Л. С. ВыготскийДетство – самый «исхоженный» этап жизненного пути человека. С разных сторон оно рассмотрено в психологии, педагогике, медицине, публицистике и художественной литературе, многочисленных биографиях и автобиографиях. Проблемам детства посвящены тысячи и тысячи книг, научных отчетов, диссертаций, методических рекомендаций. Вдоль и поперек мы исходили детство, практически не раз прожили его: вначале самостоятельно, затем со своими детьми, внуками, воспитанниками детских садов, учащимися школ. Вроде бы этот отрезок человеческого бытия нам понятен. Да и какие здесь могут быть тайны, если мы каждодневно наставляем ребенка, учим его жизни, формируем как личность?
Однако тайны, причем самые значимые для понимания детства, есть! По признанию психологов, у нас фактически отсутствует адекватное представление о начальном этапе жизненного пути человека, мир ребенка для нас закрыт, «мы стоим перед запертой дверью» (66).

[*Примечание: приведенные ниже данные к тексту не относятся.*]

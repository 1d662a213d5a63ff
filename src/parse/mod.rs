//! Tolerant response parsing
//!
//! Upstream payloads are decoded in two steps. First into raw structs that
//! mirror the upstream JSON field-for-field, where every optional field has
//! a default and fields of inconsistent type are [`Loose`]. Then into clean
//! records with stable names and parsed numeric types. Only a missing
//! top-level structure fails a decode; anything nested falls back to its
//! zero value.

pub mod calendar;
pub mod date;
pub mod details;
mod loose;
mod normalize;
pub mod price;
pub mod reviews;
pub mod search;

pub use calendar::{parse_calendar, Calendar, CalendarDay, CalendarMonth};
pub use date::{parse_calendar_date, parse_timestamp, parse_timestamp_or_default};
pub use details::{parse_details, ListingDetails};
pub use loose::{de, Loose};
pub use normalize::{normalize_text, normalize_whitespace};
pub use price::{parse_price, Price};
pub use reviews::{parse_reviews_page, Review, ReviewUser, ReviewsPage};
pub use search::{parse_search_page, ListingSummary, SearchPage};

use thiserror::Error;

/// Errors raised while decoding a response
#[derive(Debug, Error)]
pub enum ParseError {
    #[error("invalid JSON: {0}")]
    Json(#[from] serde_json::Error),

    #[error("missing required structure: {0}")]
    MissingStructure(&'static str),

    #[error("upstream returned errors: {0}")]
    Upstream(String),

    #[error("could not parse date '{value}'")]
    Date { value: String },

    #[error("invalid pattern: {0}")]
    Pattern(#[from] regex::Error),

    #[error("invalid selector: {0}")]
    Selector(String),
}

/// Normalizes and decodes a JSON API body, rejecting upstream error envelopes
///
/// A GraphQL-style `errors` array with no `data` means the call itself was
/// refused (bad hash, expired key); that is never a partial success.
pub(crate) fn decode_api_body<T: serde::de::DeserializeOwned>(body: &[u8]) -> Result<T, ParseError> {
    let normalized = normalize_whitespace(body);
    let value: serde_json::Value = serde_json::from_slice(&normalized)?;

    let data_missing = value.get("data").map_or(true, |d| d.is_null());
    if data_missing {
        if let Some(errors) = value.get("errors").and_then(|e| e.as_array()) {
            let messages: Vec<&str> = errors
                .iter()
                .filter_map(|e| e.get("message").and_then(|m| m.as_str()))
                .collect();
            return Err(ParseError::Upstream(messages.join("; ")));
        }
        return Err(ParseError::MissingStructure("data"));
    }

    Ok(serde_json::from_value(value)?)
}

Непроницаемость этой двери вынуждает взрослых строить отношения с детьми по догадкам, наитию, чувствам. Прогнозы здесь, как правило, бессильны, ожидания не сбываются. Дети никогда не вырастают такими, какими их хотят видеть родители, школа, отцы общества. Они могут стать лучше или хуже, но никогда – по плану. Все внутри формирующейся психики происходит по каким-то не поддающимся логическому описанию законам самотворения, больше похожим на искусство. Взрослым не дано даже приподнять завесу и заглянуть внутрь процесса психического становления ребенка, хотя бы отчасти понять механизмы этого «детского искусства».
Самый авторитетный в ХХ веке исследователь детства Ж. Пиаже в конце своего длительного творческого пути вынужден был признать, что сознание младенца остается для него загадкой (116). Как и для всех других «знатоков» детской психологии. Что есть у детеныша животного, понятно. Ему изначально даны инстинкты, которые раскрываются автоматически, непроизвольно, только за счет взросления. А что есть у младенца, с чем он приходит в этот мир? С неким подобием первобытности? Но тогда как он движется от нее ко всему последующему внутри себя, включая гениальность?
В этой не поддающейся разрешению загадочности – первое принципиальное сходство двух феноменов: детства человечества и детства человека. Там и там многое и, более того, самое существенное остается уже тысячелетиями неразрешимой тайной.
Если не удается разгадать, можно заявить, что внутри новорожденного вообще нет ничего психологически значимого. Нет сознания, поэтому и знать нечего. С легкой руки английского философа ХVII века Дж. Локка внутренний мир новорожденного стал рассматриваться как нечто нулевое, ничем не заполненное, подобное чистой доске (tabula rasa), на которой можно писать что угодно. А у чистой доски, понятно, чего-либо загадочного быть не может.
У такого подхода глубокие исторические корни. Современная цивилизация изначально была сориентирована лишь на фиксацию и оценку внешних достижений, свершений в материальном мире. То, что происходило внутри человека, в его душевном мире, ее почти не интересовало. История наполнена фактами побед и поражений, но в ней нет событий, свидетельствующих о динамике внутреннего, психического развития ребенка, подростка, юноши. Человек был интересен истории и науке лишь с того возрастного этапа жизни, когда начинал что-то производить, творить во внешнем мире. Античные историки и писатели вообще не считали нужным рассказывать о детских годах своих героев. Например, Плутарх в «Сравнительных жизнеописаниях» начинает повествование о Цезаре с того возраста, когда он был уже женат и должен был принимать решение о разводе с Корнелией. О детстве Цезаря, условиях его личностного формирования – ни слова. Древняя история не умела описывать время, не имеющее конкретных внешних событий. Для Античности и Средневековья ребенок – недоразвитый взрослый, то есть нечто во всех отношениях более слабое, чем взрослый. В итоге детство рассматривалось только через отрицательные проявления, через то, что отличает его в худшую сторону от взрослого. Наличие у ребенка каких-либо достоинств, ставящих его выше взрослого, не предполагалось по определению.